Exercise description:
Print, exactly as written, every line from the first line of the records below through the line containing "pub async fn submit(&self, request: &SubmitFeedbackRequest)", and nothing further.

Saved data entries
______________________________

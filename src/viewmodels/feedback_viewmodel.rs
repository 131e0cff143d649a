// ============================================================================
// FEEDBACK VIEWMODEL - Star-rating feedback between patients and doctors
// ============================================================================

#[cfg(test)]
#[path = "feedback_viewmodel_test.rs"]
mod feedback_viewmodel_test;

use crate::models::{Feedback, SubmitFeedbackRequest};
use crate::services::api_client::ApiClient;
use crate::services::error::ApiError;

pub struct FeedbackViewModel {
    api: ApiClient,
}

impl FeedbackViewModel {
    pub fn new() -> Self {
        Self {
            api: ApiClient::new(),
        }
    }

    pub async fn doctor_feedback(&self, doctor_id: &str) -> Result<Vec<Feedback>, ApiError> {
        self.api.doctor_feedback(doctor_id).await
    }

    pub async fn submit(&self, request: &SubmitFeedbackRequest) -> Result<(), ApiError> {
        self.api.submit_feedback(request).await?;
        Ok(())
    }
}

impl Default for FeedbackViewModel {
    fn default() -> Self {
        Self::new()
    }
}

/// A rating between 1 and 5 stars and non-blank comments are required.
pub fn validate_feedback(rating: u8, comments: &str) -> Result<(), String> {
    if rating == 0 || comments.trim().is_empty() {
        return Err("Please provide a rating and comments".to_string());
    }
    if rating > 5 {
        return Err("Rating must be between 1 and 5".to_string());
    }
    Ok(())
}
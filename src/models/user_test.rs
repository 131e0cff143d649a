use super::*;

// =============================================================
// Identity wire format
// =============================================================

#[test]
fn identity_round_trips_with_unknown_profile_fields() {
    let raw = serde_json::json!({
        "_id": "u1",
        "firstName": "Asha",
        "lastName": "Iyer",
        "email": "asha@example.com",
        "role": "patient",
        "profilePicture": "https://example.com/a.png",
        "bloodGroup": "O+",
        "MedicalHistory": "None",
    });

    let identity: Identity = serde_json::from_value(raw.clone()).unwrap();
    assert_eq!(identity.id, "u1");
    assert_eq!(identity.role, Role::Patient);
    assert_eq!(identity.full_name(), "Asha Iyer");
    // Fields the struct does not know about survive in the profile bag
    assert_eq!(identity.profile["bloodGroup"], "O+");

    let back = serde_json::to_value(&identity).unwrap();
    assert_eq!(back, raw);
}

#[test]
fn roles_deserialize_from_lowercase_strings() {
    for (raw, role) in [
        ("\"doctor\"", Role::Doctor),
        ("\"patient\"", Role::Patient),
        ("\"admin\"", Role::Admin),
    ] {
        assert_eq!(serde_json::from_str::<Role>(raw).unwrap(), role);
    }
}

#[test]
fn unknown_role_is_an_error() {
    assert!(serde_json::from_str::<Role>("\"nurse\"").is_err());
}

#[test]
fn role_as_str_matches_the_wire_values() {
    for role in [Role::Doctor, Role::Patient, Role::Admin] {
        assert_eq!(
            serde_json::to_value(role).unwrap(),
            serde_json::Value::String(role.as_str().to_string())
        );
    }
}
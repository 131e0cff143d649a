// ============================================================================
// PATIENT APPOINTMENTS - Schedule listing with doctor names
// ============================================================================

use std::collections::HashMap;

use wasm_bindgen::prelude::*;
use wasm_bindgen_futures::spawn_local;
use web_sys::Element;

use crate::dom::{append_child, get_element_by_id, set_inner_html, ElementBuilder};
use crate::models::{Appointment, Role};
use crate::services::error::ApiError;
use crate::state::app_state::AppState;
use crate::utils::{escape_html, format_date};
use crate::viewmodels::AppointmentViewModel;
use crate::views::shared::render_sidebar;
use crate::views::{error_markup, loading_markup};

pub fn render_patient_appointments(state: &AppState) -> Result<Element, JsValue> {
    let page = ElementBuilder::new("div")?.class("page appointments-page").build();
    append_child(&page, &render_sidebar(state, Role::Patient)?)?;

    let user = match state.session.user() {
        Some(user) => user,
        None => return Ok(page),
    };

    let content = ElementBuilder::new("div")?
        .class("page-content")
        .id("patient-appointments")?
        .html(&format!(
            "<h1>My Appointments</h1><div id=\"appointments-list\">{}</div>",
            loading_markup("Loading appointments...")
        ))
        .build();
    append_child(&page, &content)?;

    {
        let state = state.clone();
        let epoch = state.epoch();
        let patient_id = user.id.clone();
        spawn_local(async move {
            let vm = AppointmentViewModel::new();
            let result = vm.patient_appointments_with_doctors(&patient_id).await;
            if state.epoch() != epoch {
                return;
            }
            let Some(list) = get_element_by_id("appointments-list") else {
                return;
            };
            match result {
                Ok((appointments, doctor_names)) => {
                    set_inner_html(&list, &appointments_markup(&appointments, &doctor_names));
                }
                Err(err) => {
                    let message = match &err {
                        ApiError::NotFound { .. } => "No appointments found".to_string(),
                        other => other.user_message(),
                    };
                    set_inner_html(&list, &error_markup(&message));
                    state.handle_api_error(&err);
                }
            }
        });
    }

    Ok(page)
}

fn appointments_markup(
    appointments: &[Appointment],
    doctor_names: &HashMap<String, String>,
) -> String {
    if appointments.is_empty() {
        return "<p class=\"empty\">No appointments found.</p>".to_string();
    }

    let rows: String = appointments
        .iter()
        .map(|appt| {
            let doctor = appt
                .doctor
                .as_ref()
                .and_then(|d| {
                    d.display_name()
                        .or_else(|| doctor_names.get(d.id()).cloned())
                })
                .unwrap_or_else(|| "Unknown".to_string());
            format!(
                "<tr>\
                   <td>Dr. {}</td><td>{}</td><td>{}</td>\
                   <td><span class=\"status status-{}\">{}</span></td><td>{}</td>\
                 </tr>",
                escape_html(&doctor),
                escape_html(&format_date(&appt.date)),
                escape_html(&appt.time),
                escape_html(appt.status_label()),
                escape_html(appt.status_label()),
                escape_html(appt.description.as_deref().unwrap_or("")),
            )
        })
        .collect();

    format!(
        "<table class=\"appointments-table\">\
           <thead><tr><th>Doctor</th><th>Date</th><th>Time</th><th>Status</th><th>Reason</th></tr></thead>\
           <tbody>{}</tbody>\
         </table>",
        rows
    )
}
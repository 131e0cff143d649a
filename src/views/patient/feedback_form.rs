// ============================================================================
// PATIENT FEEDBACK FORM - Star rating + comments for a doctor
// ============================================================================

use std::cell::RefCell;
use std::rc::Rc;

use wasm_bindgen::prelude::*;
use wasm_bindgen_futures::spawn_local;
use web_sys::Element;

use crate::dom::{
    append_child, get_element_by_id, on_click, on_submit, set_inner_html, set_text_content,
    textarea_value, ElementBuilder,
};
use crate::models::{Role, SubmitFeedbackRequest};
use crate::router::Route;
use crate::services::error::ApiError;
use crate::services::ApiClient;
use crate::state::app_state::{AppState, ToastKind};
use crate::utils::escape_html;
use crate::viewmodels::feedback_viewmodel::validate_feedback;
use crate::viewmodels::FeedbackViewModel;
use crate::views::shared::render_sidebar;
use crate::views::{error_markup, loading_markup};

pub fn render_patient_feedback(state: &AppState, doctor_id: &str) -> Result<Element, JsValue> {
    let page = ElementBuilder::new("div")?.class("page feedback-page").build();
    append_child(&page, &render_sidebar(state, Role::Patient)?)?;

    let user = match state.session.user() {
        Some(user) => user,
        None => return Ok(page),
    };

    let content = ElementBuilder::new("div")?
        .class("page-content")
        .id("patient-feedback")?
        .html(&loading_markup("Loading doctor details..."))
        .build();
    append_child(&page, &content)?;

    {
        let state = state.clone();
        let epoch = state.epoch();
        let doctor_id = doctor_id.to_string();
        let patient_id = user.id.clone();
        spawn_local(async move {
            let api = ApiClient::new();
            let result = api.doctor_profile(&doctor_id).await;
            if state.epoch() != epoch {
                return;
            }
            let Some(content) = get_element_by_id("patient-feedback") else {
                return;
            };
            match result {
                Ok(doctor) => {
                    let stars: String = (1..=5)
                        .map(|value| {
                            format!(
                                "<button type=\"button\" class=\"star\" id=\"star-{0}\" \
                                   data-value=\"{0}\">☆</button>",
                                value
                            )
                        })
                        .collect();
                    set_inner_html(
                        &content,
                        &format!(
                            "<h1>Rate Your Visit</h1>\
                             <p class=\"feedback-doctor\">Dr. {} · {}</p>\
                             <form id=\"feedback-form\" class=\"feedback-form\">\
                               <div class=\"star-row\">{}</div>\
                               <div class=\"form-group\">\
                                 <label for=\"feedback-comments\">Comments *</label>\
                                 <textarea id=\"feedback-comments\" rows=\"4\" \
                                   placeholder=\"How was your experience?\"></textarea>\
                               </div>\
                               <p class=\"form-error\" id=\"feedback-error\"></p>\
                               <div class=\"form-actions\">\
                                 <button type=\"button\" id=\"feedback-cancel\" class=\"btn-secondary\">Cancel</button>\
                                 <button type=\"submit\" id=\"feedback-submit\" class=\"btn-primary\">Submit Feedback</button>\
                               </div>\
                             </form>",
                            escape_html(&doctor.full_name()),
                            escape_html(doctor.specialization.as_deref().unwrap_or("General")),
                            stars,
                        ),
                    );
                    wire_feedback_form(&state, &doctor_id, &patient_id);
                }
                Err(err) => {
                    let message = match &err {
                        ApiError::NotFound { .. } => "Doctor not found".to_string(),
                        other => other.user_message(),
                    };
                    set_inner_html(&content, &error_markup(&message));
                    state.handle_api_error(&err);
                }
            }
        });
    }

    Ok(page)
}

fn wire_feedback_form(state: &AppState, doctor_id: &str, patient_id: &str) {
    let rating = Rc::new(RefCell::new(0u8));

    for value in 1..=5u8 {
        if let Some(star) = get_element_by_id(&format!("star-{}", value)) {
            let rating = rating.clone();
            on_click(&star, move |_| {
                *rating.borrow_mut() = value;
                paint_stars(value);
            });
        }
    }

    if let Some(cancel) = get_element_by_id("feedback-cancel") {
        let state = state.clone();
        on_click(&cancel, move |_| {
            state.navigate(Route::PatientDoctors);
        });
    }

    let Some(form) = get_element_by_id("feedback-form") else {
        return;
    };

    let state = state.clone();
    let doctor_id = doctor_id.to_string();
    let patient_id = patient_id.to_string();
    on_submit(&form, move |_| {
        let stars = *rating.borrow();
        let comments = textarea_value("feedback-comments");

        if let Err(message) = validate_feedback(stars, &comments) {
            show_feedback_error(&message);
            return;
        }
        show_feedback_error("");

        let request = SubmitFeedbackRequest {
            doctor_id: doctor_id.clone(),
            patient_id: patient_id.clone(),
            rating: stars,
            comments: comments.trim().to_string(),
        };

        let state = state.clone();
        let epoch = state.epoch();
        spawn_local(async move {
            let vm = FeedbackViewModel::new();
            let result = vm.submit(&request).await;
            if state.epoch() != epoch {
                return;
            }
            match result {
                Ok(()) => {
                    state.set_toast("Thank you for your feedback!", ToastKind::Success);
                    state.navigate(Route::PatientDoctors);
                }
                Err(err) => {
                    show_feedback_error(&err.user_message());
                    state.handle_api_error(&err);
                }
            }
        });
    });
}

fn paint_stars(rating: u8) {
    for value in 1..=5u8 {
        if let Some(star) = get_element_by_id(&format!("star-{}", value)) {
            set_text_content(&star, if value <= rating { "★" } else { "☆" });
        }
    }
}

fn show_feedback_error(message: &str) {
    if let Some(line) = get_element_by_id("feedback-error") {
        set_text_content(&line, message);
    }
}
use super::*;
use chrono::NaiveDate;

fn now() -> NaiveDateTime {
    NaiveDate::from_ymd_opt(2026, 3, 10)
        .unwrap()
        .and_hms_opt(9, 30, 0)
        .unwrap()
}

// =============================================================
// Time format
// =============================================================

#[test]
fn well_formed_times_pass() {
    for time in ["00:00", "09:05", "13:45", "23:59"] {
        assert!(is_valid_time_hhmm(time), "{} should be valid", time);
    }
}

#[test]
fn malformed_times_fail() {
    for time in ["24:00", "9:05", "12:60", "12:5", "noon", "", "12:345"] {
        assert!(!is_valid_time_hhmm(time), "{} should be invalid", time);
    }
}

// =============================================================
// Booking validation
// =============================================================

#[test]
fn valid_future_booking_passes() {
    assert!(validate_booking("2026-03-11", "10:00", "Persistent headaches", now()).is_ok());
}

#[test]
fn missing_fields_are_reported_first() {
    let err = validate_booking("", "10:00", "Checkup", now()).unwrap_err();
    assert_eq!(err, "Please fill in all required fields");

    let err = validate_booking("2026-03-11", "10:00", "   ", now()).unwrap_err();
    assert_eq!(err, "Please fill in all required fields");
}

#[test]
fn bad_time_is_rejected() {
    let err = validate_booking("2026-03-11", "25:00", "Checkup", now()).unwrap_err();
    assert_eq!(err, "Please select a valid time");
}

#[test]
fn unparseable_date_is_rejected() {
    let err = validate_booking("11/03/2026", "10:00", "Checkup", now()).unwrap_err();
    assert_eq!(err, "Please select a valid date");
}

#[test]
fn past_and_same_day_dates_are_rejected() {
    for date in ["2026-03-10", "2026-03-09", "2020-01-01"] {
        let err = validate_booking(date, "10:00", "Checkup", now()).unwrap_err();
        assert_eq!(err, "Appointment date must be in the future");
    }
}

// =============================================================
// Wire format
// =============================================================

#[test]
fn booking_date_payload_is_midnight_utc() {
    assert_eq!(
        booking_date_payload(" 2026-03-11 "),
        "2026-03-11T00:00:00.000Z"
    );
}
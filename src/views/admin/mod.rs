pub mod dashboard;

pub use dashboard::render_admin_dashboard;
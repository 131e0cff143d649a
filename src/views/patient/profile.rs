// ============================================================================
// PATIENT PROFILE - View and update the patient's medical profile
// ============================================================================

use wasm_bindgen::prelude::*;
use wasm_bindgen_futures::spawn_local;
use web_sys::Element;

use crate::dom::{
    append_child, get_element_by_id, input_value, on_submit, select_value, set_inner_html,
    set_input_value, set_select_value, set_text_content, set_textarea_value, textarea_value,
    ElementBuilder,
};
use crate::models::{Patient, PatientUpdate, Role};
use crate::services::error::ApiError;
use crate::state::app_state::{AppState, ToastKind};
use crate::utils::{display_value, escape_html};
use crate::viewmodels::profile_viewmodel::{merge_patient_identity, validate_patient_profile};
use crate::viewmodels::ProfileViewModel;
use crate::views::shared::render_sidebar;
use crate::views::{error_markup, loading_markup};

const BLOOD_GROUPS: [&str; 8] = ["A+", "A-", "B+", "B-", "AB+", "AB-", "O+", "O-"];

pub fn render_patient_profile(state: &AppState) -> Result<Element, JsValue> {
    let page = ElementBuilder::new("div")?.class("page profile-page").build();
    append_child(&page, &render_sidebar(state, Role::Patient)?)?;

    let user = match state.session.user() {
        Some(user) => user,
        None => return Ok(page),
    };

    let content = ElementBuilder::new("div")?
        .class("page-content")
        .id("patient-profile")?
        .html(&loading_markup("Loading profile..."))
        .build();
    append_child(&page, &content)?;

    {
        let state = state.clone();
        let epoch = state.epoch();
        let user_id = user.id.clone();
        spawn_local(async move {
            let vm = ProfileViewModel::new();
            let result = vm.load_patient(&user_id).await;
            if state.epoch() != epoch {
                return;
            }
            let Some(content) = get_element_by_id("patient-profile") else {
                return;
            };
            match result {
                Ok(patient) => {
                    set_inner_html(&content, &profile_form_markup(&patient));
                    fill_form(&patient);
                    // Refresh the identity wholesale so the rest of the app
                    // reads current profile data.
                    if let Some(current) = state.session.user() {
                        state.session.set_user(merge_patient_identity(&current, &patient));
                    }
                    wire_profile_form(&state, &user_id);
                }
                Err(err) => {
                    let message = match &err {
                        ApiError::NotFound { .. } => "Patient profile not found".to_string(),
                        other => other.user_message(),
                    };
                    set_inner_html(&content, &error_markup(&message));
                    state.handle_api_error(&err);
                }
            }
        });
    }

    Ok(page)
}

fn profile_form_markup(patient: &Patient) -> String {
    let blood_options: String = BLOOD_GROUPS
        .iter()
        .map(|group| format!("<option value=\"{0}\">{0}</option>", group))
        .collect();

    format!(
        "<h1>My Profile</h1>\
         <form id=\"profile-form\" class=\"profile-form\">\
           <div class=\"form-row\">\
             <div class=\"form-group\">\
               <label for=\"profile-first-name\">First Name</label>\
               <input type=\"text\" id=\"profile-first-name\" value=\"{first}\" disabled/>\
             </div>\
             <div class=\"form-group\">\
               <label for=\"profile-last-name\">Last Name</label>\
               <input type=\"text\" id=\"profile-last-name\" value=\"{last}\" disabled/>\
             </div>\
           </div>\
           <div class=\"form-group\">\
             <label for=\"profile-email\">Email</label>\
             <input type=\"email\" id=\"profile-email\" value=\"{email}\" disabled/>\
           </div>\
           <div class=\"form-row\">\
             <div class=\"form-group\">\
               <label for=\"profile-age\">Age</label>\
               <input type=\"number\" id=\"profile-age\"/>\
             </div>\
             <div class=\"form-group\">\
               <label for=\"profile-gender\">Gender *</label>\
               <select id=\"profile-gender\">\
                 <option value=\"\">Select</option>\
                 <option value=\"male\">Male</option>\
                 <option value=\"female\">Female</option>\
                 <option value=\"other\">Other</option>\
               </select>\
             </div>\
             <div class=\"form-group\">\
               <label for=\"profile-blood-group\">Blood Group *</label>\
               <select id=\"profile-blood-group\">\
                 <option value=\"\">Select</option>{blood}\
               </select>\
             </div>\
           </div>\
           <div class=\"form-group\">\
             <label for=\"profile-contact\">Contact Number</label>\
             <input type=\"tel\" id=\"profile-contact\"/>\
           </div>\
           <div class=\"form-group\">\
             <label for=\"profile-medical-history\">Medical History *</label>\
             <textarea id=\"profile-medical-history\" rows=\"4\"></textarea>\
           </div>\
           <div class=\"form-group\">\
             <label for=\"profile-address\">Address</label>\
             <textarea id=\"profile-address\" rows=\"2\"></textarea>\
           </div>\
           <div class=\"form-group\">\
             <label for=\"profile-picture\">Profile Picture URL</label>\
             <input type=\"url\" id=\"profile-picture\"/>\
           </div>\
           <p class=\"form-error\" id=\"profile-error\"></p>\
           <button type=\"submit\" id=\"profile-submit\" class=\"btn-primary\">Save Changes</button>\
         </form>",
        first = escape_html(patient.first_name()),
        last = escape_html(patient.last_name()),
        email = escape_html(patient.email()),
        blood = blood_options,
    )
}

fn fill_form(patient: &Patient) {
    set_input_value("profile-age", &display_value(&patient.age));
    set_select_value("profile-gender", patient.gender.as_deref().unwrap_or(""));
    set_select_value(
        "profile-blood-group",
        patient.blood_group.as_deref().unwrap_or(""),
    );
    set_input_value(
        "profile-contact",
        patient.contact_number.as_deref().unwrap_or(""),
    );
    set_textarea_value(
        "profile-medical-history",
        patient.medical_history.as_deref().unwrap_or(""),
    );
    set_textarea_value("profile-address", patient.address.as_deref().unwrap_or(""));
    set_input_value(
        "profile-picture",
        patient.profile_picture.as_deref().unwrap_or(""),
    );
}

fn wire_profile_form(state: &AppState, user_id: &str) {
    let Some(form) = get_element_by_id("profile-form") else {
        return;
    };

    let state = state.clone();
    let user_id = user_id.to_string();
    on_submit(&form, move |_| {
        let age = input_value("profile-age");
        let gender = select_value("profile-gender");
        let blood_group = select_value("profile-blood-group");
        let medical_history = textarea_value("profile-medical-history");

        if let Some(message) =
            validate_patient_profile(&age, &gender, &medical_history, &blood_group)
        {
            show_profile_error(&message);
            return;
        }
        show_profile_error("");

        let update = PatientUpdate {
            age: age.trim().to_string(),
            gender,
            contact_number: input_value("profile-contact").trim().to_string(),
            blood_group,
            medical_history: medical_history.trim().to_string(),
            address: textarea_value("profile-address").trim().to_string(),
            profile_picture: input_value("profile-picture").trim().to_string(),
        };

        let state = state.clone();
        let user_id = user_id.clone();
        let epoch = state.epoch();
        set_profile_submitting(true);
        spawn_local(async move {
            let vm = ProfileViewModel::new();
            let result = vm.save_patient(&user_id, &update).await;
            if state.epoch() != epoch {
                return;
            }
            set_profile_submitting(false);
            match result {
                Ok(patient) => {
                    if let Some(current) = state.session.user() {
                        state.session.set_user(merge_patient_identity(&current, &patient));
                    }
                    state.set_toast("Profile updated successfully", ToastKind::Success);
                }
                Err(err) => {
                    match &err {
                        ApiError::Validation(fields) => {
                            let message = fields
                                .values()
                                .next()
                                .cloned()
                                .unwrap_or_else(|| "Invalid profile details".to_string());
                            show_profile_error(&message);
                        }
                        other => {
                            show_profile_error(&other.user_message());
                            state.handle_api_error(other);
                        }
                    }
                }
            }
        });
    });
}

fn show_profile_error(message: &str) {
    if let Some(line) = get_element_by_id("profile-error") {
        set_text_content(&line, message);
    }
}

fn set_profile_submitting(submitting: bool) {
    if let Some(button) = get_element_by_id("profile-submit") {
        if submitting {
            let _ = button.set_attribute("disabled", "");
            set_text_content(&button, "Saving...");
        } else {
            let _ = button.remove_attribute("disabled");
            set_text_content(&button, "Save Changes");
        }
    }
}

______________________________

Response to the exercise:
filename src/viewmodels/feedback_viewmodel.rs
repository 131e0cff143d649a
// ============================================================================
// FEEDBACK VIEWMODEL - Star-rating feedback between patients and doctors
// ============================================================================

#[cfg(test)]
#[path = "feedback_viewmodel_test.rs"]
mod feedback_viewmodel_test;

use crate::models::{Feedback, SubmitFeedbackRequest};
use crate::services::api_client::ApiClient;
use crate::services::error::ApiError;

pub struct FeedbackViewModel {
    api: ApiClient,
}

impl FeedbackViewModel {
    pub fn new() -> Self {
        Self {
            api: ApiClient::new(),
        }
    }

    pub async fn doctor_feedback(&self, doctor_id: &str) -> Result<Vec<Feedback>, ApiError> {
        self.api.doctor_feedback(doctor_id).await
    }

    pub async fn submit(&self, request: &SubmitFeedbackRequest) -> Result<(), ApiError> {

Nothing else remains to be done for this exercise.